Brucella induces an unfolded protein response via TcpB in macrophages

Abstract Brucella melitensis is a facultative intracellular bacterium that invades and replicates within macrophages and dendritic cells. With greater than 500,000 new infections per year, brucellosis is the most prevalent zoonosis worldwide. Currently, a safe and effective human vaccine does not exist and Brucella’s intracellular replicative niche renders the organism resistant to antibiotics. A better understanding of host-pathogen interactions supporting Brucella replication is necessary for vaccine and therapeutic development. Brucella fuses with the endoplasmic reticulum (ER) in order to replicate and may provoke a conserved ER stress response called the Unfolded Protein Response (UPR). B. melitensis infection in RAW 264.7 murine macrophages and bone marrow-derived macrophages upregulated the UPR target genes BiP, CHOP, and ERdj4, and induced XBP1 mRNA splicing. Upregulation of CHOP and ERdj4 was MyD88-independent whereas XBP1 splicing was MyD88-dependent.
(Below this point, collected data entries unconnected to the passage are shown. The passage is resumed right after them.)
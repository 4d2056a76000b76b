use std::{
  fmt,
  ops::{Bound, Index, RangeBounds},
};

use crate::{
  Direction, TrieStats,
  error::{Error, Result},
  key::{Key, TrieKey},
  node::Node,
  pretty::Pretty,
  slice::Slice,
  trie::Trie,
  walk::{Entries, Keys, Limit, Values, WalkBounds},
};

/// An ordered dictionary keyed on bytes or text.
///
/// Keys are kept in lexicographic byte order. A key inserted as text comes
/// back as [`Key::Text`], one inserted as bytes as [`Key::Bytes`], even when
/// their bytes are the same.
#[derive(Clone)]
pub struct PrefixDict<V> {
  trie: Trie<V>,
}

impl<V> Default for PrefixDict<V> {
  fn default() -> Self {
    Self { trie: Trie::new() }
  }
}

pub(crate) fn missing<K: TrieKey>(key: &K) -> Error {
  Error::KeyNotFound(Key::restore(key.key_bytes(), key.key_kind()))
}

pub(crate) fn limit_of<K: TrieKey + ?Sized>(bound: Bound<&K>) -> Limit {
  match bound {
    Bound::Included(k) => Limit::Included(k.key_bytes().to_vec()),
    Bound::Excluded(k) => Limit::Excluded(k.key_bytes().to_vec()),
    Bound::Unbounded => Limit::Unbounded,
  }
}

impl<V> PrefixDict<V> {
  pub fn new() -> Self {
    Self::default()
  }

  pub fn len(&self) -> usize {
    self.trie.len()
  }

  pub fn is_empty(&self) -> bool {
    self.trie.is_empty()
  }

  pub fn clear(&mut self) {
    self.trie.clear();
  }

  /// The underlying engine.
  pub fn as_trie(&self) -> &Trie<V> {
    &self.trie
  }

  // --- POINT OPERATIONS ---

  /// Stores `value` under `key`, returning the value it replaced. The key's
  /// representation is updated to the one given here.
  pub fn insert<K: TrieKey>(&mut self, key: K, value: V) -> Option<V> {
    self.trie.assign(key.key_bytes(), key.key_kind(), value)
  }

  pub fn get<K: TrieKey>(&self, key: K) -> Option<&V> {
    self.trie.get(key.key_bytes())
  }

  pub fn get_mut<K: TrieKey>(&mut self, key: K) -> Option<&mut V> {
    self.trie.get_mut(key.key_bytes())
  }

  /// Like [`get`](Self::get), but reports an absent key as an error.
  pub fn try_get<K: TrieKey>(&self, key: K) -> Result<&V> {
    self.trie.get(key.key_bytes()).ok_or_else(|| missing(&key))
  }

  /// The stored key, in the representation it was inserted with, and its
  /// value.
  pub fn get_key_value<K: TrieKey>(&self, key: K) -> Option<(Key, &V)> {
    let node = self.trie.search(key.key_bytes(), true)?;
    let terminal = node.terminal()?;
    Some((Key::restore(node.path(), terminal.kind), &terminal.value))
  }

  pub fn contains_key<K: TrieKey>(&self, key: K) -> bool {
    self.trie.contains(key.key_bytes())
  }

  /// Returns the value under `key`, storing `default()` first if the key is
  /// absent.
  pub fn get_or_insert_with<K: TrieKey, F: FnOnce() -> V>(&mut self, key: K, default: F) -> &mut V {
    self
      .trie
      .get_or_insert_with(key.key_bytes(), key.key_kind(), default)
  }

  pub fn remove<K: TrieKey>(&mut self, key: K) -> Option<V> {
    self.trie.remove(key.key_bytes()).map(|t| t.value)
  }

  pub fn remove_entry<K: TrieKey>(&mut self, key: K) -> Option<(Key, V)> {
    let path = key.key_bytes();
    self
      .trie
      .remove(path)
      .map(|t| (Key::restore(path, t.kind), t.value))
  }

  /// Like [`remove`](Self::remove), but reports an absent key as an error.
  pub fn try_remove<K: TrieKey>(&mut self, key: K) -> Result<V> {
    self.remove(&key).ok_or_else(|| missing(&key))
  }

  // --- ORDERED ITERATION ---

  /// Entries in ascending key order.
  pub fn iter(&self) -> Entries<'_, V> {
    self.trie.entries(WalkBounds::unbounded(), Direction::Forward)
  }

  /// Entries in descending key order.
  pub fn iter_rev(&self) -> Entries<'_, V> {
    self.trie.entries(WalkBounds::unbounded(), Direction::Reverse)
  }

  pub fn keys(&self) -> Keys<'_, V> {
    self.trie.keys(WalkBounds::unbounded(), Direction::Forward)
  }

  pub fn keys_rev(&self) -> Keys<'_, V> {
    self.trie.keys(WalkBounds::unbounded(), Direction::Reverse)
  }

  pub fn values(&self) -> Values<'_, V> {
    self.trie.values(WalkBounds::unbounded(), Direction::Forward)
  }

  // --- PREFIX QUERIES ---

  /// Keys beginning with `prefix`.
  pub fn starts_with<K: TrieKey>(&self, prefix: K, direction: Direction) -> Keys<'_, V> {
    self.trie.startswith(prefix.key_bytes(), direction)
  }

  /// Entries whose keys begin with `prefix`.
  pub fn items_with_prefix<K: TrieKey>(&self, prefix: K, direction: Direction) -> Entries<'_, V> {
    self
      .trie
      .entries(WalkBounds::prefix(prefix.key_bytes()), direction)
  }

  /// The deepest path `key` shares with the dictionary; see
  /// [`Trie::common_prefix`].
  pub fn common_prefix<K: TrieKey>(&self, key: K) -> Key {
    self.trie.common_prefix(key.key_bytes())
  }

  /// The longest stored key that is a prefix of `key`, with its value.
  pub fn longest_prefix<K: TrieKey>(&self, key: K) -> Option<(Key, &V)> {
    let node = self.trie.longest_prefix(key.key_bytes())?;
    let terminal = node.terminal()?;
    Some((Key::restore(node.path(), terminal.kind), &terminal.value))
  }

  // --- RANGES ---

  /// Entries whose keys fall in `range`, with the same bound semantics as
  /// `BTreeMap::range`.
  pub fn range<R, K>(&self, range: R) -> Entries<'_, V>
  where
    R: RangeBounds<K>,
    K: TrieKey + ?Sized,
  {
    let bounds = WalkBounds::new(limit_of(range.start_bound()), limit_of(range.end_bound()));
    self.trie.entries(bounds, Direction::Forward)
  }

  /// The first entry whose key is `>= key`.
  pub fn lower_bound<K: TrieKey>(&self, key: K) -> Option<(Key, &V)> {
    self.first_from(Limit::Included(key.key_bytes().to_vec()))
  }

  /// The first entry whose key is `> key`.
  pub fn upper_bound<K: TrieKey>(&self, key: K) -> Option<(Key, &V)> {
    self.first_from(Limit::Excluded(key.key_bytes().to_vec()))
  }

  fn first_from(&self, start: Limit) -> Option<(Key, &V)> {
    let bounds = WalkBounds::new(start, Limit::Unbounded);
    self.trie.entries(bounds, Direction::Forward).next()
  }

  /// Values selected by `slice`, in the slice's direction.
  pub fn slice(&self, slice: &Slice) -> Result<Values<'_, V>> {
    let (bounds, direction) = slice.resolve()?;
    Ok(self.trie.values(bounds, direction))
  }

  /// Entries selected by `slice`, in the slice's direction.
  pub fn slice_items(&self, slice: &Slice) -> Result<Entries<'_, V>> {
    let (bounds, direction) = slice.resolve()?;
    Ok(self.trie.entries(bounds, direction))
  }

  fn slice_paths(&self, slice: &Slice) -> Result<Vec<Vec<u8>>> {
    let (bounds, direction) = slice.resolve()?;
    Ok(
      self
        .trie
        .walk(bounds, direction)
        .filter(|node| node.is_terminal())
        .map(|node| node.path().to_vec())
        .collect(),
    )
  }

  /// Removes every entry selected by `slice`. Returns how many went.
  pub fn remove_slice(&mut self, slice: &Slice) -> Result<usize> {
    let paths = self.slice_paths(slice)?;
    let removed = paths
      .iter()
      .filter(|path| self.trie.remove(path).is_some())
      .count();
    #[cfg(feature = "tracing")]
    tracing::debug!(removed, "removed slice");
    Ok(removed)
  }

  /// Overwrites the values selected by `slice`, in the slice's direction,
  /// with `values`.
  ///
  /// Surplus values are dropped. Too few values is an error and leaves the
  /// dictionary unchanged.
  pub fn assign_slice<I>(&mut self, slice: &Slice, values: I) -> Result<()>
  where
    I: IntoIterator<Item = V>,
  {
    let paths = self.slice_paths(slice)?;
    let values: Vec<V> = values.into_iter().take(paths.len()).collect();
    if values.len() < paths.len() {
      return Err(Error::LengthMismatch {
        expected: paths.len(),
        actual: values.len(),
      });
    }
    for (path, value) in paths.iter().zip(values) {
      if let Some(slot) = self.trie.get_mut(path) {
        *slot = value;
      }
    }
    #[cfg(feature = "tracing")]
    tracing::debug!(assigned = paths.len(), "assigned slice");
    Ok(())
  }

  // --- DIAGNOSTICS ---

  /// A printable view of the tree structure.
  pub fn pretty(&self) -> Pretty<'_, V> {
    Pretty::new(&self.trie)
  }

  pub fn stats(&self) -> TrieStats {
    self.trie.stats()
  }

  pub fn shrink_to_fit(&mut self) -> usize {
    self.trie.shrink_to_fit()
  }
}

// --- RUST TRAITS ---

impl<K: TrieKey, V> FromIterator<(K, V)> for PrefixDict<V> {
  fn from_iter<T: IntoIterator<Item = (K, V)>>(iter: T) -> Self {
    let mut dict = PrefixDict::new();
    dict.extend(iter);
    dict
  }
}

impl<K: TrieKey, V> Extend<(K, V)> for PrefixDict<V> {
  fn extend<T: IntoIterator<Item = (K, V)>>(&mut self, iter: T) {
    for (k, v) in iter {
      self.insert(k, v);
    }
  }
}

impl<K: TrieKey, V> Index<K> for PrefixDict<V> {
  type Output = V;
  fn index(&self, key: K) -> &Self::Output {
    self.get(key).expect("no entry found for key")
  }
}

impl<V: PartialEq> PartialEq for PrefixDict<V> {
  fn eq(&self, other: &Self) -> bool {
    self.len() == other.len() && self.iter().eq(other.iter())
  }
}

impl<V: Eq> Eq for PrefixDict<V> {}

impl<V: fmt::Debug> fmt::Debug for PrefixDict<V> {
  fn fmt(&self, f: &mut fmt::Formatter<'_>) -> fmt::Result {
    f.write_str("PrefixDict")?;
    f.debug_map().entries(self.iter()).finish()
  }
}

impl<'a, V> IntoIterator for &'a PrefixDict<V> {
  type Item = (Key, &'a V);
  type IntoIter = Entries<'a, V>;

  fn into_iter(self) -> Self::IntoIter {
    self.iter()
  }
}

impl<V> IntoIterator for PrefixDict<V> {
  type Item = (Key, V);
  type IntoIter = std::vec::IntoIter<(Key, V)>;

  /// Moves every entry out in ascending key order.
  fn into_iter(self) -> Self::IntoIter {
    let mut entries = Vec::with_capacity(self.len());
    drain(self.trie.into_root(), &mut entries);
    entries.into_iter()
  }
}

/// Pre-order over an owned subtree; children go on the stack highest byte
/// first so they come off in ascending order.
fn drain<V>(root: Node<V>, out: &mut Vec<(Key, V)>) {
  let mut stack = vec![root];
  while let Some(node) = stack.pop() {
    let (path, terminal, children) = node.into_parts();
    if let Some(t) = terminal {
      out.push((Key::restore(&path, t.kind), t.value));
    }
    stack.extend(children.into_iter().rev());
  }
}

#[cfg(feature = "serde")]
mod dict_serde {
  use super::*;
  use serde::{
    Deserialize, Deserializer, Serialize, Serializer,
    de::{SeqAccess, Visitor},
  };
  use std::marker::PhantomData;

  // Entries go out as a sequence of `[key, value]` pairs: byte keys cannot be
  // map keys in every format.
  impl<V: Serialize> Serialize for PrefixDict<V> {
    fn serialize<S>(&self, serializer: S) -> std::result::Result<S::Ok, S::Error>
    where
      S: Serializer,
    {
      serializer.collect_seq(self.iter())
    }
  }

  struct DictVisitor<V>(PhantomData<V>);

  impl<'de, V: Deserialize<'de>> Visitor<'de> for DictVisitor<V> {
    type Value = PrefixDict<V>;

    fn expecting(&self, formatter: &mut fmt::Formatter) -> fmt::Result {
      formatter.write_str("a sequence of [key, value] pairs")
    }

    fn visit_seq<A>(self, mut seq: A) -> std::result::Result<Self::Value, A::Error>
    where
      A: SeqAccess<'de>,
    {
      let mut dict = PrefixDict::new();
      while let Some((key, value)) = seq.next_element::<(Key, V)>()? {
        dict.insert(key, value);
      }
      Ok(dict)
    }
  }

  impl<'de, V: Deserialize<'de>> Deserialize<'de> for PrefixDict<V> {
    fn deserialize<D>(deserializer: D) -> std::result::Result<Self, D::Error>
    where
      D: Deserializer<'de>,
    {
      deserializer.deserialize_seq(DictVisitor(PhantomData))
    }
  }
}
A Brucella TcpB mutant showed significantly reduced expression of BiP, CHOP, and ERdj4. Purified TcpB, a microtubule-modulating protein, induced UPR target genes. Also, purified TcpB caused ER restructuring similar to infection with B. melitensis. Finally, Brucella replication was significantly impaired by tauroursodeoxycholic acid, a pharmacologic UPR inhibitor. These results suggest that Brucella induces the UPR to enable its intracellular replication and thus provides a novel therapeutic target for brucellosis treatment.